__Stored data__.

§ §

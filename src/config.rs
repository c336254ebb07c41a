//! Configuration module for Heartbeat.
//!
//! Loads configuration from environment variables with sensible defaults.
//! Every value is range-checked; an invalid environment stops the process
//! before it serves traffic.

use std::env;
use std::time::Duration;

use thiserror::Error;

/// Configuration error types.
#[derive(Error, Debug, PartialEq)]
pub enum ConfigError {
    #[error("missing required variable {0}")]
    Missing(&'static str),
    #[error("invalid {name}: {reason}")]
    Invalid { name: &'static str, reason: String },
}

/// Server configuration loaded from environment variables.
#[derive(Debug, Clone)]
pub struct ServerConfig {
    /// HTTP port for the web server (default: 8080)
    pub http_port: u16,
    /// Value of `Access-Control-Allow-Origin` (default: "*")
    pub cors_origin: String,
    /// Base URL of the REST datastore holding the target list
    pub datastore_url: String,
    /// API key sent to the datastore
    pub datastore_key: String,
    /// Per-attempt probe timeout (default: 5s)
    pub ping_timeout: Duration,
    /// Attempts per probe, 1 to 5 (default: 1)
    pub ping_retries: u32,
    /// Sleep between failed attempts (default: 200ms)
    pub ping_retry_delay: Duration,
    /// Latency at or above which a reachable target is DEGRADED (default: 1200)
    pub degraded_ms: u64,
    pub webhook_url: String,
    pub slack_webhook_url: String,
    pub discord_webhook_url: String,
    /// Frontend origin that serves the `/confirm` page
    pub confirm_base_url: String,
    pub confirm_token_ttl_minutes: u32,
    pub confirm_token_secret: String,
    /// Snapshot file for confirmed emails; empty disables persistence
    pub confirm_store_path: String,
}

pub const DEFAULT_CONFIRM_SECRET: &str = "dev-only-change-me";

impl Default for ServerConfig {
    fn default() -> Self {
        Self {
            http_port: 8080,
            cors_origin: "*".to_string(),
            datastore_url: String::new(),
            datastore_key: String::new(),
            ping_timeout: Duration::from_secs(5),
            ping_retries: 1,
            ping_retry_delay: Duration::from_millis(200),
            degraded_ms: 1200,
            webhook_url: String::new(),
            slack_webhook_url: String::new(),
            discord_webhook_url: String::new(),
            confirm_base_url: "http://localhost:5173".to_string(),
            confirm_token_ttl_minutes: 30,
            confirm_token_secret: DEFAULT_CONFIRM_SECRET.to_string(),
            confirm_store_path: ".confirm_store.json".to_string(),
        }
    }
}

impl ServerConfig {
    /// Load configuration from the process environment.
    ///
    /// Environment variables:
    /// - `PORT`: HTTP port (default: 8080)
    /// - `CORS_ORIGIN`: allowed origin (default: "*")
    /// - `SUPABASE_URL`, `SUPABASE_ANON_KEY`: target datastore (required)
    /// - `PING_TIMEOUT_MS`: per-attempt timeout, > 0 (default: 5000)
    /// - `PING_RETRIES`: attempts per probe, 1-5 (default: 1)
    /// - `PING_RETRY_DELAY_MS`: 0-10000 (default: 200)
    /// - `DEGRADED_LATENCY_MS`: > 0 (default: 1200)
    /// - `WEBHOOK_URL`, `SLACK_WEBHOOK_URL`, `DISCORD_WEBHOOK_URL`: blank disables
    /// - `CONFIRM_BASE_URL`, `CONFIRM_TOKEN_TTL_MINUTES` (5-1440),
    ///   `CONFIRM_TOKEN_SECRET`, `CONFIRM_STORE_PATH`
    pub fn load() -> Result<Self, ConfigError> {
        Self::from_lookup(|key| env::var(key).ok())
    }

    /// Build a configuration from an arbitrary variable lookup.
    pub fn from_lookup<F>(lookup: F) -> Result<Self, ConfigError>
    where
        F: Fn(&str) -> Option<String>,
    {
        let get = |key: &str| {
            lookup(key)
                .map(|v| v.trim().to_string())
                .filter(|v| !v.is_empty())
        };

        let mut cfg = Self::default();

        if let Some(port) = get("PORT") {
            cfg.http_port = port.parse().map_err(|_| ConfigError::Invalid {
                name: "PORT",
                reason: format!("{port:?} is not a port number"),
            })?;
        }

        if let Some(origin) = get("CORS_ORIGIN") {
            if axum::http::HeaderValue::from_str(&origin).is_err() {
                return Err(ConfigError::Invalid {
                    name: "CORS_ORIGIN",
                    reason: "not a valid header value".to_string(),
                });
            }
            cfg.cors_origin = origin;
        }

        cfg.datastore_url = get("SUPABASE_URL")
            .ok_or(ConfigError::Missing("SUPABASE_URL"))?
            .trim_end_matches('/')
            .to_string();
        cfg.datastore_key = get("SUPABASE_ANON_KEY").ok_or(ConfigError::Missing("SUPABASE_ANON_KEY"))?;

        if let Some(v) = get("PING_TIMEOUT_MS") {
            let ms = parse_ranged("PING_TIMEOUT_MS", &v, 1, u64::MAX)?;
            cfg.ping_timeout = Duration::from_millis(ms);
        }

        if let Some(v) = get("PING_RETRIES") {
            cfg.ping_retries = parse_ranged("PING_RETRIES", &v, 1, 5)? as u32;
        }

        if let Some(v) = get("PING_RETRY_DELAY_MS") {
            let ms = parse_ranged("PING_RETRY_DELAY_MS", &v, 0, 10_000)?;
            cfg.ping_retry_delay = Duration::from_millis(ms);
        }

        if let Some(v) = get("DEGRADED_LATENCY_MS") {
            cfg.degraded_ms = parse_ranged("DEGRADED_LATENCY_MS", &v, 1, u64::MAX)?;
        }

        cfg.webhook_url = get("WEBHOOK_URL").unwrap_or_default();
        cfg.slack_webhook_url = get("SLACK_WEBHOOK_URL").unwrap_or_default();
        cfg.discord_webhook_url = get("DISCORD_WEBHOOK_URL").unwrap_or_default();

        if let Some(base) = get("CONFIRM_BASE_URL") {
            cfg.confirm_base_url = base.trim_end_matches('/').to_string();
        }

        if let Some(v) = get("CONFIRM_TOKEN_TTL_MINUTES") {
            cfg.confirm_token_ttl_minutes = parse_ranged("CONFIRM_TOKEN_TTL_MINUTES", &v, 5, 24 * 60)? as u32;
        }

        if let Some(secret) = get("CONFIRM_TOKEN_SECRET") {
            cfg.confirm_token_secret = secret;
        }

        // An explicitly blank path turns persistence off.
        if let Some(path) = lookup("CONFIRM_STORE_PATH") {
            cfg.confirm_store_path = path.trim().to_string();
        }

        Ok(cfg)
    }

    /// Token lifetime as a duration.
    pub fn confirm_token_ttl(&self) -> Duration {
        Duration::from_secs(u64::from(self.confirm_token_ttl_minutes) * 60)
    }
}

fn parse_ranged(name: &'static str, value: &str, min: u64, max: u64) -> Result<u64, ConfigError> {
    let parsed: u64 = value.parse().map_err(|_| ConfigError::Invalid {
        name,
        reason: format!("{value:?} is not a non-negative integer"),
    })?;
    if parsed < min || parsed > max {
        return Err(ConfigError::Invalid {
            name,
            reason: format!("{parsed} is outside {min}..={max}"),
        });
    }
    Ok(parsed)
}
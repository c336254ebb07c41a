//! HTTP request handlers.

use super::AppState;
use crate::confirm::{sign_token, verify_token, ConfirmTokenPayload};
use crate::datastore::DatastoreError;
use crate::store::{MAX_HISTORY, MAX_INCIDENTS};

use axum::{
    extract::{rejection::JsonRejection, ConnectInfo, FromRequestParts, Query, State},
    http::{request::Parts, StatusCode},
    response::{IntoResponse, Json, Response},
};
use chrono::Utc;
use serde::Deserialize;
use serde_json::json;
use std::convert::Infallible;
use std::net::SocketAddr;
use std::time::Duration;

const DEFAULT_HISTORY_LIMIT: usize = 48;
const DEFAULT_INCIDENT_LIMIT: usize = 50;

fn error_response(status: StatusCode, message: &str) -> Response {
    (status, Json(json!({ "error": message }))).into_response()
}

/// Parse an optional `limit` parameter; anything outside `1..=max` falls
/// back to `default`.
fn parse_limit(raw: Option<&str>, default: usize, max: usize) -> usize {
    raw.and_then(|s| s.trim().parse::<usize>().ok())
        .filter(|limit| (1..=max).contains(limit))
        .unwrap_or(default)
}

// ============================================================================
// Service
// ============================================================================

pub async fn handle_index() -> impl IntoResponse {
    Json(json!({
        "name": "heartbeat-backend",
        "ok": true,
        "routes": ["/api/v1/health", "/api/v1/status", "/api/v1/incidents", "/api/v1/history"],
    }))
}

pub async fn handle_health() -> impl IntoResponse {
    Json(json!({ "ok": true }))
}

// ============================================================================
// API: Monitoring
// ============================================================================

pub async fn handle_status(State(state): State<AppState>) -> Response {
    let targets = match state.datastore.fetch_targets().await {
        Ok(t) => t,
        Err(e) => {
            tracing::warn!("Failed to load targets: {}", e);
            return match e {
                DatastoreError::Status(code) => (
                    StatusCode::INTERNAL_SERVER_ERROR,
                    Json(json!({ "error": "datastore returned non-OK", "status": code })),
                )
                    .into_response(),
                DatastoreError::Transport(_) => {
                    error_response(StatusCode::INTERNAL_SERVER_ERROR, "datastore connection error")
                }
                DatastoreError::Decode(_) => {
                    error_response(StatusCode::INTERNAL_SERVER_ERROR, "invalid datastore response")
                }
            };
        }
    };

    Json(state.dispatcher.check_all(targets).await).into_response()
}

#[derive(Debug, Deserialize)]
pub struct HistoryQuery {
    #[serde(default, alias = "target_id")]
    pub project_id: Option<String>,
    #[serde(default)]
    pub limit: Option<String>,
}

pub async fn handle_history(State(state): State<AppState>, Query(query): Query<HistoryQuery>) -> Response {
    let project_id = query.project_id.as_deref().map(str::trim).unwrap_or_default();
    if project_id.is_empty() {
        return error_response(StatusCode::BAD_REQUEST, "project_id is required");
    }

    let limit = parse_limit(query.limit.as_deref(), DEFAULT_HISTORY_LIMIT, MAX_HISTORY);
    let items = state.store.history(project_id, limit);

    Json(json!({ "projectId": project_id, "items": items })).into_response()
}

#[derive(Debug, Deserialize)]
pub struct IncidentsQuery {
    #[serde(default)]
    pub limit: Option<String>,
}

pub async fn handle_incidents(State(state): State<AppState>, Query(query): Query<IncidentsQuery>) -> Response {
    let limit = parse_limit(query.limit.as_deref(), DEFAULT_INCIDENT_LIMIT, MAX_INCIDENTS);
    Json(json!({ "items": state.store.incidents(limit) })).into_response()
}

// ============================================================================
// API: Email confirmation
// ============================================================================

/// Caller address: first `X-Forwarded-For` hop, else the peer address.
pub struct ClientIp(pub String);

impl<S: Send + Sync> FromRequestParts<S> for ClientIp {
    type Rejection = Infallible;

    async fn from_request_parts(parts: &mut Parts, _state: &S) -> Result<Self, Self::Rejection> {
        let forwarded = parts
            .headers
            .get("x-forwarded-for")
            .and_then(|v| v.to_str().ok())
            .and_then(|v| v.split(',').next())
            .map(str::trim)
            .filter(|v| !v.is_empty());
        if let Some(ip) = forwarded {
            return Ok(ClientIp(ip.to_string()));
        }

        let peer = parts
            .extensions
            .get::<ConnectInfo<SocketAddr>>()
            .map(|ConnectInfo(addr)| addr.ip().to_string());
        Ok(ClientIp(peer.unwrap_or_else(|| "unknown".to_string())))
    }
}

#[derive(Debug, Deserialize)]
pub struct SendConfirmationRequest {
    #[serde(default)]
    pub email: String,
    #[serde(default)]
    pub username: String,
}

pub async fn handle_send_confirmation(
    State(state): State<AppState>,
    ClientIp(ip): ClientIp,
    payload: Result<Json<SendConfirmationRequest>, JsonRejection>,
) -> Response {
    let Ok(Json(req)) = payload else {
        return error_response(StatusCode::BAD_REQUEST, "invalid json");
    };

    let email = req.email.trim();
    let username = req.username.trim();
    if email.is_empty() || !email.contains('@') {
        return error_response(StatusCode::BAD_REQUEST, "email is required");
    }

    if state.store.is_confirmed(email) {
        return Json(json!({ "ok": true, "alreadyConfirmed": true })).into_response();
    }

    let too_many = || {
        (
            StatusCode::TOO_MANY_REQUESTS,
            Json(json!({ "ok": false, "error": "too many requests" })),
        )
            .into_response()
    };
    if !state.store.allow(&format!("confirm:ip:{ip}"), Duration::from_secs(60), 10) {
        return too_many();
    }
    if !state
        .store
        .allow(&format!("confirm:email:{}", email.to_lowercase()), Duration::from_secs(10 * 60), 5)
    {
        return too_many();
    }

    let exp = Utc::now().timestamp() + state.config.confirm_token_ttl().as_secs() as i64;
    let payload = ConfirmTokenPayload::new(email, username, exp);
    let token = match sign_token(&state.config.confirm_token_secret, &payload) {
        Ok(t) => t,
        Err(e) => {
            tracing::error!("Failed to sign confirmation token: {}", e);
            return error_response(StatusCode::INTERNAL_SERVER_ERROR, "could not create token");
        }
    };

    let Some(link) = confirm_link(&state.config.confirm_base_url, &token, email, username) else {
        tracing::error!("Invalid CONFIRM_BASE_URL {:?}", state.config.confirm_base_url);
        return error_response(StatusCode::INTERNAL_SERVER_ERROR, "could not create token");
    };

    Json(json!({ "ok": true, "expiresAt": exp, "confirmLink": link })).into_response()
}

fn confirm_link(base: &str, token: &str, email: &str, username: &str) -> Option<String> {
    let mut params = vec![("token", token), ("email", email)];
    if !username.is_empty() {
        params.push(("username", username));
    }
    reqwest::Url::parse_with_params(&format!("{base}/confirm"), &params)
        .ok()
        .map(|url| url.to_string())
}

#[derive(Debug, Deserialize)]
pub struct ConfirmQuery {
    #[serde(default)]
    pub token: String,
}

pub async fn handle_confirm(State(state): State<AppState>, Query(query): Query<ConfirmQuery>) -> Response {
    let token = query.token.trim();
    if token.is_empty() {
        return error_response(StatusCode::BAD_REQUEST, "token is required");
    }

    match verify_token(&state.config.confirm_token_secret, token, Utc::now().timestamp()) {
        Ok(payload) => {
            state.store.mark_confirmed(&payload.email);
            tracing::info!("Confirmed email {}", payload.email);
            Json(json!({ "ok": true, "email": payload.email, "username": payload.username })).into_response()
        }
        Err(e) => {
            tracing::debug!("Rejected confirmation token: {}", e);
            (
                StatusCode::BAD_REQUEST,
                Json(json!({ "ok": false, "error": "invalid or expired token" })),
            )
                .into_response()
        }
    }
}

#[derive(Debug, Deserialize)]
pub struct IsConfirmedQuery {
    #[serde(default)]
    pub email: String,
}

pub async fn handle_is_confirmed(State(state): State<AppState>, Query(query): Query<IsConfirmedQuery>) -> Response {
    let email = query.email.trim();
    if email.is_empty() {
        return error_response(StatusCode::BAD_REQUEST, "email is required");
    }
    Json(json!({ "ok": true, "confirmed": state.store.is_confirmed(email) })).into_response()
}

§ §

__Task__. Note down each line above where the word "parsed" occurs.

__Task answer__.
    let parsed: u64 = value.parse().map_err(|_| ConfigError::Invalid {
    if parsed < min || parsed > max {
            reason: format!("{parsed} is outside {min}..={max}"),
    Ok(parsed)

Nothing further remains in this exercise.